Forecasts from the past: vertical cities, airships and return to the suburbs

23 August 2019 | Written by La redazione

Often the thinkers of the past have left to posterity intuitions about our present: some incredibly precise, others completely wrong. In this new analysis we will analyse some forecasts related to the cities of the future

Dubai

The cities of tomorrow are often the protagonists of science fiction films and literature: huge hyper-technological buildings, flying and futuristic transports, smart homes and incredible attractions for leisure time. Even some architects and thinkers of the past have tried to imagine the cities of their tomorrow, starting from the signs of their present: some of them have produced visions that have proved, at least in part, correct, others have decidedly wrong. Quarz, in the context of his What Happens Next project, collected some of these forecasts. We have examined three closely.

Vertical cities. Already in 1925 there was that one imagined cities developed vertically: not only skyscrapers with houses and offices but also vertical gardens, sports fields at several meters of height and landing strips for flying vehicles on the roofs of buildings. In the subsoil, instead, four different levels for transport, connected by long escalators, built to avoid surface traffic problems.
This vision is reported, with an illustration, on the magazine Popular Science of August 1925: a scenario that, according to the authors, should have materialized 25 years later as evidenced by the title of the publication “How you may live and travel in the city ​​of 1950 ″. Today, almost a century later, this vision finds some confirmation. Vertical agriculture and vertical are frequent in cities with poor green spaces, many companies work on flying taxi services and the subway is a means that we all know and us. The idea of building cities vertically today is not so rare: just think of two important cities like Dubai and Singapore. Certainly, the authors of this scenario have been wrong about the timing, but we cannot consider their vision completely wrong.

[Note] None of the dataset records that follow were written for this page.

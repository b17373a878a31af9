//! Size and structure statistics for processed markup.

use std::sync::LazyLock;

use regex::Regex;
use serde::Serialize;

use crate::optimize::optimize_markup;

static RE_TAG: LazyLock<Regex> = LazyLock::new(|| Regex::new(r"(?i)</?[a-z][^>]*>").unwrap());
static RE_PATH: LazyLock<Regex> = LazyLock::new(|| Regex::new(r"(?i)<path").unwrap());
static RE_GROUP: LazyLock<Regex> = LazyLock::new(|| Regex::new(r"(?i)<g").unwrap());

/// Sizes are UTF-8 byte lengths.
///
/// The counts are textual approximations, not a tree count: `elements`
/// counts every opening, closing and self-closing tag, `paths` every `<path`
/// and `groups` every `<g` (which also matches e.g. `<glyph`).
#[derive(Debug, Clone, Copy, PartialEq, Eq, Serialize)]
#[serde(rename_all = "camelCase")]
pub struct Stats {
    pub original_size: usize,
    pub optimized_size: usize,
    pub elements: usize,
    pub paths: usize,
    pub groups: usize,
}

impl Stats {
    /// Percentage of bytes the optimizer saves (0 for empty input).
    pub fn savings_percent(&self) -> f64 {
        if self.original_size == 0 {
            return 0.0;
        }
        let saved = self.original_size.saturating_sub(self.optimized_size);
        (saved as f64 / self.original_size as f64) * 100.0
    }
}

/// Compute statistics for `markup`.
///
/// `optimized_size` always comes from running the optimizer on `markup`,
/// whether or not it was already optimized.
pub fn stats(markup: &str) -> Stats {
    Stats {
        original_size: markup.len(),
        optimized_size: optimize_markup(markup).len(),
        elements: RE_TAG.find_iter(markup).count(),
        paths: RE_PATH.find_iter(markup).count(),
        groups: RE_GROUP.find_iter(markup).count(),
    }
}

Need space for airships. Francis Keally, the architect of the Brooklyn Public Library, thought differently: in 1931, he claimed that within 100 years, all the skyscrapers would be razed to the ground. This is to favour the movements of the airships, which would have been the means of transport of tomorrow. Two-thirds of the city’s low-rise buildings, according to Keally, would have been used as landing areas while the few remaining skyscrapers would have served as mooring masts for the gigantic airships. It did not take long to realize that this prediction would not prove correct: just six years later, in 1937, the Hindenburg airship, the largest flying object ever built, went up in flames, forever compromising the confidence of citizens in aircraft and scoring, in fact, the end of the era of airships.

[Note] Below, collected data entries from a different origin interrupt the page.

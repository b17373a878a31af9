//! File names and data URLs for saving or previewing processed SVGs.
//!
//! # File names
//!
//! An inline SVG is named after, in order of preference:
//!
//! 1. the text of its first `<title>`,
//! 2. the `id` of its root element,
//! 3. its position in the page (`icon-1`, `icon-2`, ...).
//!
//! The chosen name is lowercased and reduced to `[a-z0-9-]`, and always
//! ends in `.svg`. An SVG fetched from a URL keeps the URL's file name.

use base64::Engine;
use base64::prelude::BASE64_STANDARD;

use crate::parse::parse_svg;

/// Prefix of index-based fallback file names.
pub const DEFAULT_FILE_PREFIX: &str = "icon";

/// File name for the `index`-th inline SVG on a page.
pub fn file_name_for(markup: &str, index: usize) -> String {
    file_name_with_prefix(markup, index, DEFAULT_FILE_PREFIX)
}

/// Like [`file_name_for`], with a custom fallback prefix.
pub fn file_name_with_prefix(markup: &str, index: usize, fallback_prefix: &str) -> String {
    let fallback = || format!("{}-{}", fallback_prefix, index + 1);

    let candidate = parse_svg(markup).ok().and_then(|doc| {
        doc.root
            .find("title")
            .map(|title| title.text_content())
            .or_else(|| doc.root.get_attr("id").map(str::to_string))
    });

    let stem = candidate
        .map(|name| sanitize_file_name(&name))
        .filter(|name| !name.is_empty())
        .unwrap_or_else(|| sanitize_file_name(&fallback()));

    with_svg_extension(stem)
}

/// File name of an externally referenced SVG: the last path segment of
/// `url`, without query string or fragment.
pub fn file_name_from_url(url: &str) -> Option<String> {
    let path = url.split(['?', '#']).next().unwrap_or(url);
    let name = path.rsplit('/').next().unwrap_or(path);
    (!name.is_empty()).then(|| name.to_string())
}

/// Lowercase, map every char outside `[a-z0-9-]` to `-`, collapse hyphen
/// runs and trim hyphens from both ends.
pub fn sanitize_file_name(name: &str) -> String {
    let mut out = String::with_capacity(name.len());
    for c in name.trim().to_lowercase().chars() {
        let c = if c.is_ascii_lowercase() || c.is_ascii_digit() {
            c
        } else {
            '-'
        };
        if c == '-' && out.ends_with('-') {
            continue;
        }
        out.push(c);
    }
    out.trim_matches('-').to_string()
}

fn with_svg_extension(mut name: String) -> String {
    if !name.ends_with(".svg") {
        name.push_str(".svg");
    }
    name
}

/// `data:` URL embedding `markup`, for previews.
pub fn data_url(markup: &str) -> String {
    format!(
        "data:image/svg+xml;base64,{}",
        BASE64_STANDARD.encode(markup.as_bytes())
    )
}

Suburbs VS cities. The architect Frank Lloyd Wright thought that the future of the cities would be represented by sweeping suburbia, with a population density of just 2.5 people to each acre, equal to 404.86 square meters. An example of this conception is his Broadacre City project, a kind of anti-city, in which people coexisted as far as physically possible. This forecast of 1932, in the future could clash with some of the major problems of the planet: overpopulation and climate change. In 2050, in fact, it is expected that 75% of the population will live in large urban centres, while only 25% in rural areas. Furthermore, an important slice of the population will be concentrated in the so-called megacity, a city with more than 10 million inhabitants. A perspective far removed from that advocated by Wright, according to which people would need ample space to express themselves as individuals.